I have a package for numerically calculating solutions of eigenvalue problems using the Evans function via the method of compound matrices, which is hosted on github. See my answers to other questions or the github for some more details.

First we install the package (only need to do this the first time):

    "Site" -> "http://raw.githubusercontent.com/paclets/Repository/master"]

Then we first need to turn the ODEs into a matrix form $\mathbf{y}'=\mathbf{A} \cdot \mathbf{y}$, using my function ToMatrixSystem:

sys = ToMatrixSystem[{λ F'''[x] - 2 λ β F''[x] + ((λ β - 1) β - μ) F'[x] + β^2 F[x] == 0}, 
         {F[0] == 0, F''[0] == β F'[0], F''[1] == β F'[1]}, F, {x, 0, 1}, μ]

The object sys contains the matrix $\mathbf{A}$, as well as similar matrices for the boundary conditions and the range of integration.

Now the function Evans will calculate the Evans function (also known as the Miss-Distance function) for any given value of $\mu$ provided that $\lambda$ and $\beta$ are specified; this is an analytic function whose roots coincide with eigenvalues of the original equation.

Evans[1, sys /. {λ -> 1, β -> 2}]
(* -0.023299 *)

We can also plot this:

Plot[Evans[μ, sys /. {λ -> 1, β -> 1}], {μ, -300, 300}, AxesLabel -> {"μ", "E(μ)"}]

enter image description here

For these parameter values you can see there are six eigenvalues within the plot region, the function findAllRoots (by user Jens, available from this post) will give you them all:

findAllRoots[Evans[μ, sys /. {λ -> 1, β -> 1}], {μ, -300, 300}]
(* {-247.736, -158.907, -89.8156, -40.4541, -10.7982, -0.635232} *)

For the values $\lambda=0.02, \beta=10$, it helps to remove the normalisation that is applied by default in Evans, and I've also plotted the values given by bbgodfrey's solution:

Plot[Evans[μ, sys /. {λ -> 1/50, β -> 10}, NormalizationConstants -> 0], 
    {μ, -21, -2}, Epilog -> 
  Point[{#, 0} & /@ {-20.88, -17.48, -14.36, -11.53, -9.03, -6.92, -5.26, -4.08, -3.16}]]

enter image description here

It looks like there is an infinite set of solutions for negative $\mu$ for this set of parameters.

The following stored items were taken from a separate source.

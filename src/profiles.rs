//! Fixed quality presets used by the transcoder

use serde::{Deserialize, Serialize};
use std::collections::BTreeMap;
use std::fmt;
use std::str::FromStr;

/// Named playback quality
#[derive(Debug, Clone, Copy, PartialEq, Eq, Hash, PartialOrd, Ord, Serialize, Deserialize)]
pub enum Quality {
    #[serde(rename = "240p")]
    P240,
    #[serde(rename = "360p")]
    P360,
    #[serde(rename = "480p")]
    P480,
    #[serde(rename = "720p")]
    P720,
    #[serde(rename = "1080p")]
    P1080,
}

impl Quality {
    pub const ALL: [Quality; 5] = [
        Quality::P240,
        Quality::P360,
        Quality::P480,
        Quality::P720,
        Quality::P1080,
    ];

    pub fn as_str(&self) -> &'static str {
        match self {
            Quality::P240 => "240p",
            Quality::P360 => "360p",
            Quality::P480 => "480p",
            Quality::P720 => "720p",
            Quality::P1080 => "1080p",
        }
    }
}

impl fmt::Display for Quality {
    fn fmt(&self, f: &mut fmt::Formatter<'_>) -> fmt::Result {
        f.write_str(self.as_str())
    }
}

impl FromStr for Quality {
    type Err = String;

    fn from_str(s: &str) -> Result<Self, Self::Err> {
        Quality::ALL
            .iter()
            .copied()
            .find(|q| q.as_str().eq_ignore_ascii_case(s.trim()))
            .ok_or_else(|| format!("Unsupported quality: {}", s))
    }
}

/// Target geometry and video bitrate for one quality
#[derive(Debug, Clone, Copy, PartialEq, Eq, Serialize, Deserialize)]
pub struct QualityProfile {
    pub quality: Quality,
    pub width: u32,
    pub height: u32,
    pub video_bitrate_kbps: u32,
}

const STANDARD_PROFILES: [QualityProfile; 5] = [
    QualityProfile { quality: Quality::P240, width: 426, height: 240, video_bitrate_kbps: 400 },
    QualityProfile { quality: Quality::P360, width: 640, height: 360, video_bitrate_kbps: 800 },
    QualityProfile { quality: Quality::P480, width: 854, height: 480, video_bitrate_kbps: 1200 },
    QualityProfile { quality: Quality::P720, width: 1280, height: 720, video_bitrate_kbps: 2500 },
    QualityProfile { quality: Quality::P1080, width: 1920, height: 1080, video_bitrate_kbps: 5000 },
];

/// Versioned, immutable table of quality profiles.
///
/// Built once and shared behind an `Arc` by the transcoder.
#[derive(Debug, Clone, PartialEq)]
pub struct ProfileTable {
    version: u32,
    profiles: BTreeMap<Quality, QualityProfile>,
}

impl ProfileTable {
    pub const STANDARD_VERSION: u32 = 1;

    /// The standard 240p..1080p table
    pub fn standard() -> Self {
        Self::from_profiles(Self::STANDARD_VERSION, STANDARD_PROFILES)
    }

    pub fn from_profiles(version: u32, profiles: impl IntoIterator<Item = QualityProfile>) -> Self {
        Self {
            version,
            profiles: profiles.into_iter().map(|p| (p.quality, p)).collect(),
        }
    }

    pub fn version(&self) -> u32 {
        self.version
    }

    pub fn get(&self, quality: Quality) -> Option<&QualityProfile> {
        self.profiles.get(&quality)
    }

    pub fn iter(&self) -> impl Iterator<Item = &QualityProfile> {
        self.profiles.values()
    }

    pub fn len(&self) -> usize {
        self.profiles.len()
    }

    pub fn is_empty(&self) -> bool {
        self.profiles.is_empty()
    }
}

impl Default for ProfileTable {
    fn default() -> Self {
        Self::standard()
    }
}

For $\beta=0$ the eigenvalues are $-\lambda (n \pi)^2$, the general behaviour as $\mu->-\infty$ looks the same.

As you vary $\beta$ and $\lambda$ you can see how the function changes and eigenvalues can move and coalesce.

Note there is a discrepancy with bbgodfrey's results, which missed the root at $-3.392$ and gave a spurious one at $-3.165$. That isn't to say that you can't manage to get spurious solutions by applying FindRoot to this technique if you aren't careful.

Additionally, as the Evans function is (complex) analytic, you can use the Winding Number to find how many roots are within a contour. I have some functions for this, so you can see that there are only these 9 roots within the circular contour of size 21 located at the origin:

PlotEvansCircle[sys /. {λ -> 1/50, β -> 10}, ContourRadius -> 21, 
   nPoints -> 500, Joined -> True]

enter image description here

Here the left hand side is a circle in the complex plane, and the right hand side is the Evans function applied to the points on that circle. The winding number is how many times the right hand contour goes round the origin. There is also a PlotEvansSemiCircle for seeing if there is a root in the positive half-plane (as that is a common question for instability).

To get the eigenfunctions, replace the right BC with $F'(0)$ to some arbitrary value and use NDSolve. This is at high precision to check the boundary conditions are being met:

Block[{β = 10, λ = 1/50},
 μc = μ /. FindRoot[Evans[μ, sys, NormalizationConstants -> 0, 
      WorkingPrecision -> 50], {μ, -3}, WorkingPrecision -> 50, 
     AccuracyGoal -> 15, PrecisionGoal -> 15] // Quiet;
 sol = First[NDSolve[{λ F'''[x] - 2 λ β F''[x] + ((λ β - 1) β - μ) F'[x] + β^2 F[x] == 0, 
   F[0] == 0, F''[0] == β F'[0], F'[0] == 1/10} /. μ -> μc, F, 
   {x, 0, 1}, WorkingPrecision -> 50, AccuracyGoal -> 30, PrecisionGoal -> 30]];
 Plot[(F[x]/F[1]) /. sol, {x, 0, 1}, 
  PlotLabel -> 
   "Eigenfunction for μ=" <> ToString@Round[μc, 0.0001] <> ", with BC error: " <> 
    ToString@Round[((F''[1] - β F'[1]) /. sol), 0.0001], 
  AxesLabel -> {"x", "F(x) (scaled)"}, PlotRange -> All]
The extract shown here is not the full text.